• [Data for processing]:
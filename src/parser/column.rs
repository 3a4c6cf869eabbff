//! Column definition parsing.
//!
//! A column clause is `name type [(args)] [modifiers] [attributes...]`. The
//! type is everything up to the first attribute keyword, so multi-word types
//! such as `double precision` or `character varying(20)` come out as one raw
//! type. `with time zone` and array brackets go to the type suffix so that
//! they render after the length.

use sqlparser::tokenizer::Token;
use tracing::debug;

use crate::ast::{ColumnDef, Constraint, Dialect, Length, NormalizedType};
use crate::error::ParseError;
use crate::typemap;

use super::constraint::{parse_check_body, parse_references};
use super::scanner::{is_word_ci, render, TokenCursor};

/// Words that end a DEFAULT expression
const ATTRIBUTE_KEYWORDS: &[&str] = &[
    "NOT",
    "NULL",
    "PRIMARY",
    "UNIQUE",
    "KEY",
    "AUTO_INCREMENT",
    "AUTOINCREMENT",
    "IDENTITY",
    "GENERATED",
    "COMMENT",
    "COLLATE",
    "CHARACTER",
    "CHARSET",
    "ON",
    "CHECK",
    "REFERENCES",
    "CONSTRAINT",
    "DEFAULT",
];

/// Words allowed after the base type token
const TYPE_MODIFIERS: &[&str] = &["PRECISION", "VARYING", "UNSIGNED", "SIGNED", "ZEROFILL"];

/// A column plus the inline constraints declared with it
#[derive(Debug, Clone, PartialEq)]
pub struct ParsedColumn {
    pub column: ColumnDef,
    pub inline_primary_key: bool,
    pub constraints: Vec<Constraint>,
}

fn is_attribute_keyword(token: &Token) -> bool {
    ATTRIBUTE_KEYWORDS.iter().any(|k| is_word_ci(token, k))
}

/// Parse one column clause.
pub(crate) fn parse_column(clause: &[Token], dialect: Dialect) -> Result<ParsedColumn, ParseError> {
    let location = render(clause);
    let mut cursor = TokenCursor::new(clause);

    let name = cursor
        .parse_identifier()
        .ok_or_else(|| ParseError::with_location("Expected column name", &location))?;

    let data_type = parse_data_type(&mut cursor).ok_or_else(|| {
        ParseError::with_location(
            format!("Cannot determine data type of column '{}'", name),
            &location,
        )
    })?;

    let mut column = ColumnDef::new(&name, data_type.raw_type, data_type.length);
    column.enum_values = data_type.enum_values;
    column.unsigned = data_type.unsigned;
    if data_type.suffix.contains("[]") {
        column.normalized_type = NormalizedType::Unknown;
    }
    column.type_suffix = data_type.suffix;

    // PostgreSQL serial types carry their own sequence
    if matches!(
        column.raw_type.as_str(),
        "serial" | "bigserial" | "smallserial" | "serial4" | "serial8" | "serial2"
    ) {
        column.auto_increment = true;
        column.nullable = false;
    }

    let mut parsed = ParsedColumn {
        column,
        inline_primary_key: false,
        constraints: Vec::new(),
    };
    parse_attributes(&mut cursor, &mut parsed, dialect, &location)?;

    if let Some(default) = &parsed.column.default_value {
        if default.to_ascii_lowercase().contains("nextval(") {
            debug!(column = %name, "sequence default read as auto-increment");
            parsed.column.auto_increment = true;
            parsed.column.default_value = None;
        }
    }

    Ok(parsed)
}

struct DataType {
    raw_type: String,
    length: Option<Length>,
    enum_values: Vec<String>,
    unsigned: bool,
    /// words that follow the length, kept in source order
    suffix: String,
}

fn starts_type(cursor: &TokenCursor<'_>, token: &Token) -> bool {
    // CHARACTER is a type unless it opens CHARACTER SET
    if is_word_ci(token, "CHARACTER") {
        return !cursor.peek(1).is_some_and(|t| is_word_ci(t, "SET"));
    }
    !is_attribute_keyword(token)
}

fn parse_data_type(cursor: &mut TokenCursor<'_>) -> Option<DataType> {
    let token = cursor.current()?;
    let base = match token {
        Token::Word(w) if starts_type(cursor, token) => w.value.to_lowercase(),
        _ => return None,
    };
    cursor.advance();

    let mut words = vec![base];
    let mut length = None;
    let mut enum_values = Vec::new();
    let mut unsigned = false;
    let mut suffix = String::new();

    loop {
        if cursor.check_token(&Token::LParen) {
            let args = cursor.consume_parenthesized()?;
            if let Some(values) = string_list(args) {
                enum_values = values;
            } else {
                length = typemap::parse_length(&render(args));
                if length.is_none() {
                    debug!(args = %render(args), "type arguments not carried");
                }
            }
        } else if cursor.check_token(&Token::LBracket) && cursor.peek(1) == Some(&Token::RBracket) {
            cursor.advance();
            cursor.advance();
            suffix.push_str("[]");
        } else if cursor.expect_words_ci(&["WITH", "TIME", "ZONE"]) {
            suffix.push_str(" with time zone");
        } else if cursor.expect_words_ci(&["WITHOUT", "TIME", "ZONE"]) {
            // the default for timestamp and time
        } else if let Some(modifier) = cursor.expect_any_word_ci(TYPE_MODIFIERS) {
            match modifier {
                "UNSIGNED" => unsigned = true,
                "SIGNED" | "ZEROFILL" => {}
                other => words.push(other.to_lowercase()),
            }
        } else {
            break;
        }
    }

    Some(DataType {
        raw_type: words.join(" "),
        length,
        enum_values,
        unsigned,
        suffix,
    })
}

/// `'a', 'b', 'c'` as enum members
fn string_list(args: &[Token]) -> Option<Vec<String>> {
    let mut values = Vec::new();
    for (i, token) in args.iter().enumerate() {
        match (i % 2, token) {
            (0, Token::SingleQuotedString(s)) => values.push(s.clone()),
            (1, Token::Comma) => {}
            _ => return None,
        }
    }
    if values.is_empty() {
        None
    } else {
        Some(values)
    }
}

fn parse_attributes(
    cursor: &mut TokenCursor<'_>,
    parsed: &mut ParsedColumn,
    dialect: Dialect,
    location: &str,
) -> Result<(), ParseError> {
    let column = &mut parsed.column;

    while !cursor.is_at_end() {
        if cursor.expect_words_ci(&["NOT", "NULL"]) {
            column.nullable = false;
        } else if cursor.expect_word_ci("NULL") {
            column.nullable = true;
        } else if cursor.expect_word_ci("DEFAULT") {
            let expr = cursor.take_expression(is_attribute_keyword);
            if expr.is_empty() {
                return Err(ParseError::with_location("DEFAULT without a value", location));
            }
            column.default_value = Some(render(expr));
        } else if cursor.expect_words_ci(&["PRIMARY", "KEY"]) || cursor.expect_word_ci("KEY") {
            parsed.inline_primary_key = true;
            let _ = cursor.expect_any_word_ci(&["ASC", "DESC", "CLUSTERED", "NONCLUSTERED"]);
        } else if cursor.expect_word_ci("UNIQUE") {
            let _ = cursor.expect_word_ci("KEY");
            parsed.constraints.push(Constraint::Unique {
                name: None,
                columns: vec![column.name.clone()],
            });
        } else if cursor
            .expect_any_word_ci(&["AUTO_INCREMENT", "AUTOINCREMENT"])
            .is_some()
        {
            column.auto_increment = true;
        } else if cursor.expect_word_ci("IDENTITY") {
            column.auto_increment = true;
            let _ = cursor.consume_parenthesized();
        } else if cursor.expect_word_ci("GENERATED") {
            let _ = cursor.expect_word_ci("ALWAYS") || cursor.expect_words_ci(&["BY", "DEFAULT"]);
            if cursor.expect_words_ci(&["AS", "IDENTITY"]) {
                column.auto_increment = true;
                let _ = cursor.consume_parenthesized();
            } else if cursor.expect_word_ci("AS") {
                let expr = cursor.consume_parenthesized().unwrap_or_default();
                debug!(column = %column.name, expr = %render(expr), "generated column expression not carried");
                let _ = cursor.expect_any_word_ci(&["STORED", "VIRTUAL", "PERSISTED"]);
            }
        } else if cursor.expect_words_ci(&["ON", "UPDATE"]) {
            let expr = render(cursor.take_expression(is_attribute_keyword)).to_ascii_lowercase();
            if expr.starts_with("current_timestamp") || expr.starts_with("now") {
                column.on_update_timestamp = true;
            }
        } else if cursor.expect_word_ci("COMMENT") {
            match cursor.current() {
                Some(Token::SingleQuotedString(s)) | Some(Token::DoubleQuotedString(s)) => {
                    column.comment = Some(s.clone());
                    cursor.advance();
                }
                _ => return Err(ParseError::with_location("COMMENT without text", location)),
            }
        } else if cursor.expect_word_ci("COLLATE")
            || cursor.expect_words_ci(&["CHARACTER", "SET"])
            || cursor.expect_word_ci("CHARSET")
        {
            cursor.advance();
        } else if cursor.expect_word_ci("CONSTRAINT") {
            // named column constraints keep their effect, not their name
            let _ = cursor.parse_identifier();
        } else if cursor.check_word_ci("CHECK") {
            cursor.advance();
            let expression = parse_check_body(cursor, location)?;
            parsed.constraints.push(Constraint::Check {
                name: None,
                expression,
            });
        } else if cursor.check_word_ci("REFERENCES") {
            let fk = parse_references(cursor, None, vec![column.name.clone()], location)?;
            parsed.constraints.push(fk);
        } else if cursor.check_token(&Token::LParen) {
            let _ = cursor.consume_parenthesized();
        } else {
            if let Some(token) = cursor.current() {
                debug!(%dialect, column = %column.name, token = %token, "skipping unknown column attribute");
            }
            cursor.advance();
        }
    }
    Ok(())
}

#[cfg(test)]
mod tests {
    use super::*;
    use crate::parser::scanner::tokenize;
    use pretty_assertions::assert_eq;

    fn column(sql: &str, dialect: Dialect) -> ParsedColumn {
        let tokens = tokenize(sql, dialect).unwrap();
        parse_column(&tokens, dialect).unwrap()
    }

    #[test]
    fn test_mysql_varchar_not_null() {
        let parsed = column("`username` varchar(40) NOT NULL", Dialect::MySQL);
        let c = parsed.column;
        assert_eq!(c.name, "username");
        assert_eq!(c.raw_type, "varchar");
        assert_eq!(c.length, Some(Length::Size(40)));
        assert_eq!(c.normalized_type, NormalizedType::String);
        assert!(!c.nullable);
        assert_eq!(c.default_value, None);
    }

    #[test]
    fn test_unsigned_auto_increment() {
        let c = column("`admin_id` int(11) unsigned NOT NULL AUTO_INCREMENT", Dialect::MySQL).column;
        assert_eq!(c.raw_type, "int");
        assert!(c.unsigned);
        assert!(c.auto_increment);
        assert_eq!(c.normalized_type, NormalizedType::Integer);
    }

    #[test]
    fn test_default_stops_at_next_attribute() {
        let c = column(
            "updated_at timestamp NULL DEFAULT CURRENT_TIMESTAMP ON UPDATE CURRENT_TIMESTAMP COMMENT 'touched'",
            Dialect::MySQL,
        )
        .column;
        assert!(c.nullable);
        assert_eq!(c.default_value.as_deref(), Some("CURRENT_TIMESTAMP"));
        assert!(c.on_update_timestamp);
        assert_eq!(c.comment.as_deref(), Some("touched"));
    }

    #[test]
    fn test_default_with_commas_and_parens() {
        let c = column("price decimal(10,2) DEFAULT (0.00) NOT NULL", Dialect::MySQL).column;
        assert_eq!(c.length, Some(Length::Precision { precision: 10, scale: 2 }));
        assert_eq!(c.default_value.as_deref(), Some("(0.00)"));
        assert!(!c.nullable);
    }

    #[test]
    fn test_multi_word_postgres_types() {
        let c = column("ratio double precision", Dialect::PostgreSQL).column;
        assert_eq!(c.raw_type, "double precision");
        assert_eq!(c.normalized_type, NormalizedType::Float);

        let c = column("seen timestamp(3) with time zone NOT NULL", Dialect::PostgreSQL).column;
        assert_eq!(c.raw_type, "timestamp");
        assert_eq!(c.type_suffix, " with time zone");
        assert_eq!(c.length, Some(Length::Size(3)));
        assert_eq!(c.normalized_type, NormalizedType::DateTime);
        assert_eq!(c.type_with_length(), "timestamp(3) with time zone");

        let c = column("nick character varying(20)", Dialect::PostgreSQL).column;
        assert_eq!(c.raw_type, "character varying");
        assert_eq!(c.length, Some(Length::Size(20)));
    }

    #[test]
    fn test_array_suffix_follows_length() {
        let c = column("tags varchar(20)[] NOT NULL", Dialect::PostgreSQL).column;
        assert_eq!(c.raw_type, "varchar");
        assert_eq!(c.type_suffix, "[]");
        assert_eq!(c.normalized_type, NormalizedType::Unknown);
        assert_eq!(c.type_with_length(), "varchar(20)[]");
        assert!(!c.nullable);

        let c = column("grid int[][]", Dialect::PostgreSQL).column;
        assert_eq!(c.type_with_length(), "int[][]");
    }

    #[test]
    fn test_serial_and_nextval_mean_auto_increment() {
        let c = column("id bigserial", Dialect::PostgreSQL).column;
        assert!(c.auto_increment);
        assert!(!c.nullable);

        let c = column(
            "id integer NOT NULL DEFAULT nextval('users_id_seq'::regclass)",
            Dialect::PostgreSQL,
        )
        .column;
        assert!(c.auto_increment);
        assert_eq!(c.default_value, None);
    }

    #[test]
    fn test_sqlserver_identity_and_max() {
        let c = column("[id] INT IDENTITY(1,1) NOT NULL", Dialect::SQLServer).column;
        assert!(c.auto_increment);
        let c = column("[body] NVARCHAR(MAX) NULL", Dialect::SQLServer).column;
        assert_eq!(c.length, Some(Length::Max));
        assert_eq!(c.normalized_type, NormalizedType::String);
    }

    #[test]
    fn test_enum_values() {
        let c = column("status enum('active','banned') DEFAULT 'active'", Dialect::MySQL).column;
        assert_eq!(c.normalized_type, NormalizedType::Enum);
        assert_eq!(c.enum_values, vec!["active".to_string(), "banned".to_string()]);
        assert_eq!(c.default_value.as_deref(), Some("'active'"));
    }

    #[test]
    fn test_inline_constraints() {
        let parsed = column(
            "role_id integer UNIQUE REFERENCES roles(id) ON DELETE CASCADE",
            Dialect::PostgreSQL,
        );
        assert_eq!(parsed.constraints.len(), 2);
        assert!(matches!(parsed.constraints[0], Constraint::Unique { .. }));
        assert!(matches!(
            &parsed.constraints[1],
            Constraint::ForeignKey { ref_table, .. } if ref_table == "roles"
        ));

        let parsed = column("id INTEGER PRIMARY KEY AUTOINCREMENT", Dialect::SQLite);
        assert!(parsed.inline_primary_key);
        assert!(parsed.column.auto_increment);
    }

    #[test]
    fn test_missing_type_is_an_error() {
        let tokens = tokenize("name NOT NULL", Dialect::MySQL).unwrap();
        assert!(parse_column(&tokens, Dialect::MySQL).is_err());
        let tokens = tokenize("name", Dialect::MySQL).unwrap();
        assert!(parse_column(&tokens, Dialect::MySQL).is_err());
    }
}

• [Problem]: Each line of the entries that contains "roles" counts once; state the total as a bare number.

• [Exercise answer]: 2